[ASSIGNMENT] Whichever lines include the word "Medium", copy them as they appear in the data.

[Data excerpts]
═══

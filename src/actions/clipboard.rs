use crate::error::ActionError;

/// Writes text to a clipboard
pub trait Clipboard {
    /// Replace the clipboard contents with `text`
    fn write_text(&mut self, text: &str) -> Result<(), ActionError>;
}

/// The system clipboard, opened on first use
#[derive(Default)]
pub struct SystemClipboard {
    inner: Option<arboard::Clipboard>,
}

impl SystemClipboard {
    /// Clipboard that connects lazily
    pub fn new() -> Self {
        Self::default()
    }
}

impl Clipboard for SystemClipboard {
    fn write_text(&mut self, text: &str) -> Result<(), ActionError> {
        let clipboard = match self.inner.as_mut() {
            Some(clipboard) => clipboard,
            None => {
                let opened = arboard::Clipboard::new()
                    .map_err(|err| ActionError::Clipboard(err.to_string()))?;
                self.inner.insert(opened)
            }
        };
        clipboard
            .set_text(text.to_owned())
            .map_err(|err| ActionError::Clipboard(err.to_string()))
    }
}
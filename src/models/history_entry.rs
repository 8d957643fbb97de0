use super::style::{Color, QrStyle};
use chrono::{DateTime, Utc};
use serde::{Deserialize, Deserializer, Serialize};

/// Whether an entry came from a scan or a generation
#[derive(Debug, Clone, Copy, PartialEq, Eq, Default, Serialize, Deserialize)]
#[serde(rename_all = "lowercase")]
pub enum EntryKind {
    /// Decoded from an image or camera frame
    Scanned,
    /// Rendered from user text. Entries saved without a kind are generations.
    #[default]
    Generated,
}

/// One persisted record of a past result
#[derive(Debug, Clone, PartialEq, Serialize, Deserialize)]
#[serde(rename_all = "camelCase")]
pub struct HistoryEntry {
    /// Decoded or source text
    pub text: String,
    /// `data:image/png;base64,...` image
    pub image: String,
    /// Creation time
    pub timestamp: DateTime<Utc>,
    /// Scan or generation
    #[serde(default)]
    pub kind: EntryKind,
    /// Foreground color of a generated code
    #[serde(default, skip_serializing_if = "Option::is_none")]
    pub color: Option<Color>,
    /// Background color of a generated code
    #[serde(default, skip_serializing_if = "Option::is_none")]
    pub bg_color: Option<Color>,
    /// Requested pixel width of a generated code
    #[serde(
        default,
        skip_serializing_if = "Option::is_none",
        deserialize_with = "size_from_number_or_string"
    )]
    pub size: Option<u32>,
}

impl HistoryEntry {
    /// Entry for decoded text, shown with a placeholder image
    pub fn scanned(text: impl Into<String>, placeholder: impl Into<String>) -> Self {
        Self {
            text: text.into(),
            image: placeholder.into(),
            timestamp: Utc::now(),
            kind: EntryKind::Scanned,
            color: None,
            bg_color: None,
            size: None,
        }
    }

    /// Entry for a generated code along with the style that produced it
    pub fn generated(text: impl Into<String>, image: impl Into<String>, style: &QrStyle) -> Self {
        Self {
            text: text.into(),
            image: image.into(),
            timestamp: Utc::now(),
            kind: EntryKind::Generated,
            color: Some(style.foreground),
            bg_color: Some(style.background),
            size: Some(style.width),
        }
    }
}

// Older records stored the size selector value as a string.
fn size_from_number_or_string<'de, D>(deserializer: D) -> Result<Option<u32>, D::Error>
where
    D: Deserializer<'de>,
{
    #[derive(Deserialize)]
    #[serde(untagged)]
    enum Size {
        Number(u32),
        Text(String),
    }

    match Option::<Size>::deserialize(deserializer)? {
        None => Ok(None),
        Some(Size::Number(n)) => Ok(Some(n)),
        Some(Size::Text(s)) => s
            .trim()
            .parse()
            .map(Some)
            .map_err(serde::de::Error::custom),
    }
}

═══

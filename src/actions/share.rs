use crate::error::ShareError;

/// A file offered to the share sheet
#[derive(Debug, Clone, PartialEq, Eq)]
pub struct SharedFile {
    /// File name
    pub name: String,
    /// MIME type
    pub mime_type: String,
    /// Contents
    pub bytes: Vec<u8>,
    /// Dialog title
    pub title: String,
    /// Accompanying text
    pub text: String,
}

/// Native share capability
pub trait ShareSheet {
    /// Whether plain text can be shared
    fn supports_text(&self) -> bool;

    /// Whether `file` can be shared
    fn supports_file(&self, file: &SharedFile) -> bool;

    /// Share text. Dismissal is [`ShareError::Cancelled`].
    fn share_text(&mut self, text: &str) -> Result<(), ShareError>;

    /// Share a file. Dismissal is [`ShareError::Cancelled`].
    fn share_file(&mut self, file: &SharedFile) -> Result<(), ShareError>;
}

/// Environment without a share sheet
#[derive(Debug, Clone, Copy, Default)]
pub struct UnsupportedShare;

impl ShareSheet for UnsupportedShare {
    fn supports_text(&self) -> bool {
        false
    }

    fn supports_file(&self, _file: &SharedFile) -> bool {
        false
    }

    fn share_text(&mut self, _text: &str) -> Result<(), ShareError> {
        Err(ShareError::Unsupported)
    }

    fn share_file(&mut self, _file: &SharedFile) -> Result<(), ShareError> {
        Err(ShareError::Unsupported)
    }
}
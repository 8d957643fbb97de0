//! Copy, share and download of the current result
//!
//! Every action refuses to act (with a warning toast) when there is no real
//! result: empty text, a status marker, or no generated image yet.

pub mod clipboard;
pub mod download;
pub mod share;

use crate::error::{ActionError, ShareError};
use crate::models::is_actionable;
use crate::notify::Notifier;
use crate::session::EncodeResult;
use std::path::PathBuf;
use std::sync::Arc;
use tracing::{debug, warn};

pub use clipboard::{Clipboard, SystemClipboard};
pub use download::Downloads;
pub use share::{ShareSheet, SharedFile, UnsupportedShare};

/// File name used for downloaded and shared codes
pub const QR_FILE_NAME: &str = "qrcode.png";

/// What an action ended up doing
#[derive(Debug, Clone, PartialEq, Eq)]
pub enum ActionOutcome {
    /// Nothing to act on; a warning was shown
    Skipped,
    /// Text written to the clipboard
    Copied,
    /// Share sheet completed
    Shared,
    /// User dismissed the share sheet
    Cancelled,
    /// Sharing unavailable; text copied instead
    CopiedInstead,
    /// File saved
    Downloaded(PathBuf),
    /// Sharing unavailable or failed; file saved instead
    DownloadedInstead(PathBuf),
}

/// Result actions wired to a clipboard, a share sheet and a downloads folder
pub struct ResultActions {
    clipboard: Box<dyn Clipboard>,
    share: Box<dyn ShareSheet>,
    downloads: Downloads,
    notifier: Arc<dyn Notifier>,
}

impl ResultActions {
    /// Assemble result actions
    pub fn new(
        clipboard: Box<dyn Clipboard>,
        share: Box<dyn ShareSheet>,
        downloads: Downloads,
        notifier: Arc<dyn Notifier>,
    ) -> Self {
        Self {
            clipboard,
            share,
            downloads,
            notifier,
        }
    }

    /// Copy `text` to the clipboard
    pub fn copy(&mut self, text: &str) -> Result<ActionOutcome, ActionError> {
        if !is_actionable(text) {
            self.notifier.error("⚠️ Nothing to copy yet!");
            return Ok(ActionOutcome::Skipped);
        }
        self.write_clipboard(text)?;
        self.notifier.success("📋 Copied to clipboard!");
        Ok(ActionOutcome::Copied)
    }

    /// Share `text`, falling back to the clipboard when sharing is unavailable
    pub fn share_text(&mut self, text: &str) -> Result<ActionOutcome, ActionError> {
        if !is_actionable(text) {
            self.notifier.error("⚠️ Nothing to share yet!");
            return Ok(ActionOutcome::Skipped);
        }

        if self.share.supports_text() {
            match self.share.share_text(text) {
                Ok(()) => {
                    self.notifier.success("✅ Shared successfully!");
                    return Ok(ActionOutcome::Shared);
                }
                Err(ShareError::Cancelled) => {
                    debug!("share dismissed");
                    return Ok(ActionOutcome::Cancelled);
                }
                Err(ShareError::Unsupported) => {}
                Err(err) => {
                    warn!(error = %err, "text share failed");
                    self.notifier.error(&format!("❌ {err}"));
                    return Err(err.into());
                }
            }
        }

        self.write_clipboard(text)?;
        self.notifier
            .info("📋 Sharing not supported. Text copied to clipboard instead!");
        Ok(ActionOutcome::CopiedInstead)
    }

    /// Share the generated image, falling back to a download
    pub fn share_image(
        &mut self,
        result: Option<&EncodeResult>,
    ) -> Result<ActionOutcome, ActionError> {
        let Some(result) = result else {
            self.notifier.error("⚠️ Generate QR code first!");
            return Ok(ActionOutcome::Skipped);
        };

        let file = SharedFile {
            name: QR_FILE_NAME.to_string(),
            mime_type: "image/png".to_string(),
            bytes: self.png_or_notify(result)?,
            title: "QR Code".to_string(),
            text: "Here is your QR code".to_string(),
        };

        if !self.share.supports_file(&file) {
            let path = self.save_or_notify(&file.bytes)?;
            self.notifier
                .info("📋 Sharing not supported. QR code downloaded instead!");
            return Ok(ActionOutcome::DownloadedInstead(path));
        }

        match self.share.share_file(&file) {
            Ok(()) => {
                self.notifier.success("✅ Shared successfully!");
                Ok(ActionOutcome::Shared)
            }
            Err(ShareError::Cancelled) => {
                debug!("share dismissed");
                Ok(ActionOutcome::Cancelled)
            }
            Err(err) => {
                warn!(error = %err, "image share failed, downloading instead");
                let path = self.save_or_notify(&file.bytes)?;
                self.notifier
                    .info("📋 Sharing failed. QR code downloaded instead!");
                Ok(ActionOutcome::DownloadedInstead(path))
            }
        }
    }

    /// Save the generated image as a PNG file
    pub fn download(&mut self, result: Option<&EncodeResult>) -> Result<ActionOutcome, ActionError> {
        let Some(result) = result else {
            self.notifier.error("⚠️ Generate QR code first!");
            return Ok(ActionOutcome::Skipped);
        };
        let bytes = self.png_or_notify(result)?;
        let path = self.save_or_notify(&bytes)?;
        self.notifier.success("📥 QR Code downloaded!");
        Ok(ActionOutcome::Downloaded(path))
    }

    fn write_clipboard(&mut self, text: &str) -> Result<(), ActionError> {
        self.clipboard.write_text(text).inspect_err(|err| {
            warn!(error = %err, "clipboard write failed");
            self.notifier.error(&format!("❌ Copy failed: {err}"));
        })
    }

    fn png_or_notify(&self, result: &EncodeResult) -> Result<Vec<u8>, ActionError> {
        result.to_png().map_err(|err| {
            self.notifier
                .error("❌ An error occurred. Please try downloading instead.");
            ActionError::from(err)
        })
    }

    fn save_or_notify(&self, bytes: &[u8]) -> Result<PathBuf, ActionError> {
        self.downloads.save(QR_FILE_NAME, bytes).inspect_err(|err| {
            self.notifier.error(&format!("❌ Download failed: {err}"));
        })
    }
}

═══

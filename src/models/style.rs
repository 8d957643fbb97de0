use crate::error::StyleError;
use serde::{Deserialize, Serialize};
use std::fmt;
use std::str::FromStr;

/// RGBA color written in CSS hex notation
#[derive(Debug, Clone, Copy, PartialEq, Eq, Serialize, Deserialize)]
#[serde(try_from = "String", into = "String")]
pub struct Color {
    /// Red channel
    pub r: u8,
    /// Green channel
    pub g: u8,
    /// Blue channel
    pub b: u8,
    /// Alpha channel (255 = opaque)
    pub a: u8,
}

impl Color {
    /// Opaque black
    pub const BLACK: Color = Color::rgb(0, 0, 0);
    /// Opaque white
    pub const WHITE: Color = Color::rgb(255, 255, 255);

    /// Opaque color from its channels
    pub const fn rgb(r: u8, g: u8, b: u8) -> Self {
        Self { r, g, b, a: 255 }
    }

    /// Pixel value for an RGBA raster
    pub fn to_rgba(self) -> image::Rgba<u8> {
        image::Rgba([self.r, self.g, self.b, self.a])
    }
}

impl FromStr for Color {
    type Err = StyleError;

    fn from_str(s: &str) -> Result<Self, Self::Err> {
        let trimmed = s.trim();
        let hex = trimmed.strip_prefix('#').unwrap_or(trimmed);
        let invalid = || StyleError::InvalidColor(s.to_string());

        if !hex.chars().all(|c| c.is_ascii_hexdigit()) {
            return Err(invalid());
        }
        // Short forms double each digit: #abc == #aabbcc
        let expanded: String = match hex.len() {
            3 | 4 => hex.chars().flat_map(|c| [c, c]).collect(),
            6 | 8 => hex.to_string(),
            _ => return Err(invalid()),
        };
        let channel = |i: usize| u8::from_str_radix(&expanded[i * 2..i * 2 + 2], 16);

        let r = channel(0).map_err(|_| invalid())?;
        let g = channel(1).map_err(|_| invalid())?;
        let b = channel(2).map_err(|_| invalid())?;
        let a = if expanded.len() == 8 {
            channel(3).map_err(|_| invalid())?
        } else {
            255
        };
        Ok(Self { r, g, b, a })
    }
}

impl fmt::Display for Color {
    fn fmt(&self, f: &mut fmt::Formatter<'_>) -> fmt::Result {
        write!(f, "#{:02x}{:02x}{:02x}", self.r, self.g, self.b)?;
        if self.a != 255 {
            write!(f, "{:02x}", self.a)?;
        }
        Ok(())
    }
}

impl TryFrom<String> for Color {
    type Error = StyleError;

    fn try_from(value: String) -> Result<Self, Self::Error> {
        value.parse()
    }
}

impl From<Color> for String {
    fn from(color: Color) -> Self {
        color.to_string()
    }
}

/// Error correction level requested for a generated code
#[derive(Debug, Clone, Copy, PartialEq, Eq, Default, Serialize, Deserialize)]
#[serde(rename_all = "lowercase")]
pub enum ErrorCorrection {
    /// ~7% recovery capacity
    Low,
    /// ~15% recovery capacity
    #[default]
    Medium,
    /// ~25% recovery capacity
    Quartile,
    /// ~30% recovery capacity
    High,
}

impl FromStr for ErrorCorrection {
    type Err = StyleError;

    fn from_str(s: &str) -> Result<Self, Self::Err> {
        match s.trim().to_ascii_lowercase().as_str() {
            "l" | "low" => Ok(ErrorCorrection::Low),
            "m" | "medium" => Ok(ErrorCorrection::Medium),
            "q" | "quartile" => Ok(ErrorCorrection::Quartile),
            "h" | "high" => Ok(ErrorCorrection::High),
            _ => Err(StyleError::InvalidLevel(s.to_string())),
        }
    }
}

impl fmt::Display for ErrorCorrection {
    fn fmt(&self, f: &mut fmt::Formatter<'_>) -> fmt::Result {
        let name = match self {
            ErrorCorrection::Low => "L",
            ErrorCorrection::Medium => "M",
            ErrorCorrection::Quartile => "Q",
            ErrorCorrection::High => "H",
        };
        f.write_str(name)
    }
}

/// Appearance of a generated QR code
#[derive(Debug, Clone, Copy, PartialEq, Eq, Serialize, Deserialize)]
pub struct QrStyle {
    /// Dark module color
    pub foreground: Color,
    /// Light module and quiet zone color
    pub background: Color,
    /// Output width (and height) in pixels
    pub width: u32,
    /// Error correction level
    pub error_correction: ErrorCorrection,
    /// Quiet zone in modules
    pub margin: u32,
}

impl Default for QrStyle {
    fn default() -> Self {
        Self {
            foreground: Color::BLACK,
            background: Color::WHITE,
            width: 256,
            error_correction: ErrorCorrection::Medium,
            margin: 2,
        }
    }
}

═══

[TASK SOLUTION]
    Medium,
            "m" | "medium" => Ok(ErrorCorrection::Medium),
            ErrorCorrection::Medium => "M",
            error_correction: ErrorCorrection::Medium,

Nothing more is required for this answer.